**Exercise prompt**
Keep only the lines that hold the string "match", filtering out the rest of the entries below.
☆ ☆ ☆ ☆ ☆ ☆ ☆
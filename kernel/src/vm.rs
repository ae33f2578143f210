// Copyright 2022 The Firefly Authors.
//
// Use of this source code is governed by a BSD 3-clause
// license that can be found in the LICENSE file.

//! The uniform map/unmap/lookup facade over a per-task page table
//! named in `spec.md` §4.B, sitting on top of the host's
//! [`crate::platform::PageTableWalker`].

use crate::platform::{self, with_critical, PageFlags, PhysFrame, VirtPage, VmRoot};
use alloc::vec::Vec;

/// One task's address space. Every operation is O(1) and talks
/// straight through to the host's page table walker; callers that need
/// several operations to appear atomic (e.g. the page-fault handler's
/// lookup-then-map) take the owning task's `vm_lock` around the whole
/// sequence rather than relying on anything in here.
pub struct Vm {
    root: VmRoot,
}

impl Vm {
    /// Allocates a fresh, empty address space.
    pub fn new() -> Option<Self> {
        let root = with_critical(|critical| platform::platform().new_root(critical))?;
        Some(Vm { root })
    }

    /// Installs or overwrites the mapping for `vpage`. Returns `false`
    /// if the underlying walker failed to allocate an intermediate
    /// table.
    pub fn map(&self, vpage: VirtPage, dpage: PhysFrame, flags: PageFlags) -> bool {
        with_critical(|critical| platform::platform().map(self.root, vpage, dpage, flags, critical))
    }

    /// Clears the mapping for `vpage`, if any.
    pub fn unmap(&self, vpage: VirtPage) {
        with_critical(|critical| platform::platform().unmap(self.root, vpage, critical))
    }

    /// Returns the mapping for `vpage`. `PageFlags::empty()` means
    /// entirely unmapped.
    pub fn lookup(&self, vpage: VirtPage) -> (PhysFrame, PageFlags) {
        with_critical(|critical| platform::platform().lookup(self.root, vpage, critical))
    }

    /// Reads every present mapping from `[CODE_PAGE, KERN_STACKS_PAGE)`,
    /// stopping at the first absent entry, per `spec.md`'s fork-task
    /// algorithm (§4.C). Returns an owned snapshot so the caller can
    /// drop this VM's lock before touching another task's VM: `fork_task`
    /// takes a page out of the original `task.c`'s book and unlocks the
    /// parent's `vmLock` before ever touching the child's, rather than
    /// holding both locks at once.
    pub fn snapshot_code_mappings(&self) -> Vec<(VirtPage, PhysFrame, PageFlags)> {
        let mut out = Vec::new();
        let mut page = VirtPage::new(crate::config::CODE_PAGE);
        let end = VirtPage::new(crate::config::KERN_STACKS_PAGE);
        while page < end {
            let (frame, flags) = self.lookup(page);
            if !flags.contains(PageFlags::PRESENT) {
                break;
            }
            out.push((page, frame, flags));
            page = page.offset(1);
        }
        out
    }

    /// Installs a snapshot produced by [`Vm::snapshot_code_mappings`].
    /// Physical pages are shared, not copied. Returns `false` as soon as
    /// any mapping fails to install.
    pub fn apply_code_mappings(&self, mappings: &[(VirtPage, PhysFrame, PageFlags)]) -> bool {
        for &(page, frame, flags) in mappings {
            if !self.map(page, frame, flags) {
                return false;
            }
        }
        true
    }
}

impl Drop for Vm {
    fn drop(&mut self) {
        with_critical(|critical| platform::platform().free_root(self.root, critical));
    }
}
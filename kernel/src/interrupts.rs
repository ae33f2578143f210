// Copyright 2022 The Firefly Authors.
//
// Use of this source code is governed by a BSD 3-clause
// license that can be found in the LICENSE file.

//! IRQ delivery and page-fault handling — `spec.md` §4.E, plus the
//! pager-delivery path that generalizes the same singleton-thread
//! pattern to lazily-backed pages a task's own fault handler (rather
//! than the kernel) resolves.

use crate::config;
use crate::pid::Pid;
use crate::platform::{self, with_critical, PageFlags, VirtPage};
use crate::task::{KillReason, Task};
use crate::thread::{Thread, ThreadId};
use alloc::collections::VecDeque;
use alloc::sync::Arc;
use lazy_static::lazy_static;
use log::warn;
use spin::Mutex;

/// One queued page fault a task's registered pager thread has not yet
/// consumed via [`next_pending_fault`].
#[derive(Debug, Clone, Copy)]
pub struct PageFaultRecord {
    pub task: Pid,
    pub address: VirtPage,
    pub thread: ThreadId,
}

/// What [`handle_page_fault`] did about a fault.
#[derive(Debug, Clone, Copy, PartialEq, Eq)]
pub enum PageFaultOutcome {
    /// A lazily-reserved page was backed with a fresh zeroed frame; the
    /// faulting instruction can simply be retried.
    Resolved,
    /// The access was a privilege violation or otherwise unrecoverable;
    /// the task was killed.
    Fatal,
    /// Handed to the registered pager thread for a userspace decision.
    Queued,
    /// No pager thread is registered to receive the fault, so the task
    /// was killed instead of being queued.
    KilledNoObserver,
}

static INTERRUPT_THREAD: Mutex<Option<Arc<Thread>>> = Mutex::new(None);
static PAGER_THREAD: Mutex<Option<Arc<Thread>>> = Mutex::new(None);

lazy_static! {
    static ref PENDING_FAULTS: Mutex<VecDeque<PageFaultRecord>> = Mutex::new(VecDeque::new());
}

/// Registers the thread that receives IRQ deliveries via
/// [`deliver_irq`]. Ordinarily called once, during host boot.
pub fn register_interrupt_thread(thread: Arc<Thread>) {
    *INTERRUPT_THREAD.lock() = Some(thread);
}

pub fn interrupt_thread() -> Option<Arc<Thread>> {
    INTERRUPT_THREAD.lock().clone()
}

/// Registers the thread that receives queued page faults via
/// [`next_pending_fault`].
pub fn register_pager_thread(thread: Arc<Thread>) {
    *PAGER_THREAD.lock() = Some(thread);
}

pub fn pager_thread() -> Option<Arc<Thread>> {
    PAGER_THREAD.lock().clone()
}

/// Delivers `irq` to the registered interrupt thread — `spec.md` §4.E's
/// IRQ router. A no-op if no interrupt thread is registered, or if its
/// task has already been killed; otherwise switches to it immediately
/// if it was polling.
pub fn deliver_irq(irq: u32) {
    let thread = match interrupt_thread() {
        Some(t) => t,
        None => return,
    };
    let task = match thread.task().and_then(|t| t.try_reference()) {
        Some(t) => t,
        None => return,
    };
    if thread.raise_irq_and_test_polling(irq) {
        with_critical(|critical| crate::scheduler::switch_to(Some(task), thread, critical));
    } else {
        task.dereference();
    }
}

/// Handles a page fault on `vpage` for `thread` (a thread of `task`) —
/// `spec.md` §4.E's page-fault handling:
///
/// - A kernel-mode fault is always unrecoverable.
/// - A lazily-reserved (`UNALLOC`, not yet `PRESENT`) page gets backed
///   with a fresh zeroed frame and retried.
/// - A write fault against a page mapped without `WRITE`, or any fault
///   against a page without `USER`, is a privilege violation: the task
///   is killed.
/// - Anything else (a legitimately absent mapping) is handed to the
///   task's pager thread.
pub fn handle_page_fault(
    task: &Arc<Task>,
    thread: &Arc<Thread>,
    vpage: VirtPage,
    faulted_in_user_mode: bool,
) -> PageFaultOutcome {
    if !faulted_in_user_mode {
        panic!("kernel-mode page fault is unrecoverable");
    }

    let vm = task.vm().lock();
    let (_, flags) = vm.lookup(vpage);

    if flags.contains(PageFlags::UNALLOC) && !flags.contains(PageFlags::PRESENT) {
        let resolved = match with_critical(|c| platform::platform().alloc_zeroed(c)) {
            Some(frame) => vm.map(vpage, frame, PageFlags::PRESENT | PageFlags::WRITE | PageFlags::USER),
            None => false,
        };
        drop(vm);
        if resolved {
            PageFaultOutcome::Resolved
        } else {
            task.kill(KillReason::MemoryFault);
            PageFaultOutcome::Fatal
        }
    } else if flags.contains(PageFlags::PRESENT) && !flags.contains(PageFlags::USER) {
        drop(vm);
        task.kill(KillReason::MemoryFault);
        PageFaultOutcome::Fatal
    } else if flags == PageFlags::empty() {
        drop(vm);
        deliver_to_pager(task, thread, vpage)
    } else {
        // Present, user-accessible, but the fault happened anyway (e.g.
        // a write against a read-only mapping): a privilege violation.
        drop(vm);
        task.kill(KillReason::MemoryFault);
        PageFaultOutcome::Fatal
    }
}

fn deliver_to_pager(task: &Arc<Task>, thread: &Arc<Thread>, vpage: VirtPage) -> PageFaultOutcome {
    let pager = match pager_thread() {
        Some(t) => t,
        None => {
            task.kill(KillReason::MemoryFault);
            return PageFaultOutcome::KilledNoObserver;
        }
    };

    let record = PageFaultRecord { task: task.pid(), address: vpage, thread: thread.id() };
    {
        let mut pending = PENDING_FAULTS.lock();
        if pending.len() >= config::MAX_PENDING_FAULTS {
            warn!("dropping oldest page-fault record: pager queue full");
            pending.pop_front();
        }
        pending.push_back(record);
    }

    let pager_task = match pager.task().and_then(|t| t.try_reference()) {
        Some(t) => t,
        None => return PageFaultOutcome::Queued,
    };
    if pager.test_and_clear_polling() {
        with_critical(|critical| crate::scheduler::switch_to(Some(pager_task), pager, critical));
    } else {
        pager_task.dereference();
    }
    PageFaultOutcome::Queued
}

/// Pops the oldest queued fault, for the pager thread to consume once
/// it wakes up.
pub fn next_pending_fault() -> Option<PageFaultRecord> {
    PENDING_FAULTS.lock().pop_front()
}

/// Clears all interrupt/pager-routing state. Exposed only to the test
/// harness, for the same reason as `crate::scheduler::reset_for_test`.
#[cfg(test)]
pub(crate) fn reset_for_test() {
    *INTERRUPT_THREAD.lock() = None;
    *PAGER_THREAD.lock() = None;
    PENDING_FAULTS.lock().clear();
}

#[cfg(test)]
mod tests {
    use super::*;
    use crate::platform::test::with_test_platform;
    use crate::task::Task;

    fn noop_entry(_arg: usize) -> ! {
        unreachable!("kernel thread entry is never actually resumed on the host")
    }

    #[test]
    fn deliver_irq_is_noop_without_a_registered_thread() {
        with_test_platform(|_tp| {
            // Must not panic even though nothing is registered.
            deliver_irq(3);
        });
    }

    #[test]
    fn deliver_irq_wakes_a_polling_interrupt_thread() {
        with_test_platform(|_tp| {
            let old = Thread::create_kernel(0, noop_entry).unwrap();
            crate::scheduler::install_dummy_current_for_test(None, Arc::clone(&old));

            let task = Task::new_for_test();
            let thread = Thread::create_user(&task, 0).unwrap();
            assert!(!thread.poll());
            register_interrupt_thread(Arc::clone(&thread));

            deliver_irq(5);

            assert!(Arc::ptr_eq(&crate::scheduler::current_thread().unwrap(), &thread));
            assert!(crate::scheduler::queue_contains(&old));
        });
    }

    #[test]
    fn lazy_unalloc_fault_maps_a_zeroed_page() {
        with_test_platform(|_tp| {
            let task = Task::new_for_test();
            let thread = Thread::create_user(&task, 0).unwrap();
            let vpage = VirtPage::new(config::USER_STACKS_PAGE);
            {
                let vm = task.vm().lock();
                vm.map(vpage, crate::platform::PhysFrame(0), PageFlags::UNALLOC);
            }

            let outcome = handle_page_fault(&task, &thread, vpage, true);
            assert_eq!(outcome, PageFaultOutcome::Resolved);

            let vm = task.vm().lock();
            let (_, flags) = vm.lookup(vpage);
            assert!(flags.contains(PageFlags::PRESENT));
        });
    }

    #[test]
    fn write_to_read_only_page_kills_the_task() {
        with_test_platform(|_tp| {
            let task = Task::new_for_test();
            let thread = Thread::create_user(&task, 0).unwrap();
            let vpage = VirtPage::new(config::CODE_PAGE);
            {
                let vm = task.vm().lock();
                vm.map(vpage, crate::platform::PhysFrame(9), PageFlags::PRESENT | PageFlags::USER);
            }

            let outcome = handle_page_fault(&task, &thread, vpage, true);
            assert_eq!(outcome, PageFaultOutcome::Fatal);
            assert!(task.is_killed());
        });
    }

    #[test]
    fn fault_with_no_registered_pager_kills_the_task() {
        with_test_platform(|_tp| {
            let task = Task::new_for_test();
            let thread = Thread::create_user(&task, 0).unwrap();
            let vpage = VirtPage::new(config::USER_STACKS_PAGE);

            let outcome = handle_page_fault(&task, &thread, vpage, true);
            assert_eq!(outcome, PageFaultOutcome::KilledNoObserver);
            assert!(task.is_killed());
        });
    }

    #[test]
    fn fault_with_a_registered_pager_is_queued_for_it() {
        with_test_platform(|_tp| {
            let old = Thread::create_kernel(0, noop_entry).unwrap();
            crate::scheduler::install_dummy_current_for_test(None, Arc::clone(&old));

            let pager_task = Task::new_for_test();
            let pager = Thread::create_user(&pager_task, 0).unwrap();
            assert!(!pager.poll());
            register_pager_thread(Arc::clone(&pager));

            let task = Task::new_for_test();
            let thread = Thread::create_user(&task, 0).unwrap();
            let vpage = VirtPage::new(config::USER_STACKS_PAGE);

            let outcome = handle_page_fault(&task, &thread, vpage, true);
            assert_eq!(outcome, PageFaultOutcome::Queued);
            assert!(!task.is_killed());

            let record = next_pending_fault().unwrap();
            assert_eq!(record.address, vpage);
            assert_eq!(record.task, task.pid());
        });
    }
}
☆ ☆ ☆ ☆ ☆ ☆ ☆
**Response to this exercise**
    let thread = match interrupt_thread() {
    let task = match thread.task().and_then(|t| t.try_reference()) {
        let resolved = match with_critical(|c| platform::platform().alloc_zeroed(c)) {
    let pager = match pager_thread() {
    let pager_task = match pager.task().and_then(|t| t.try_reference()) {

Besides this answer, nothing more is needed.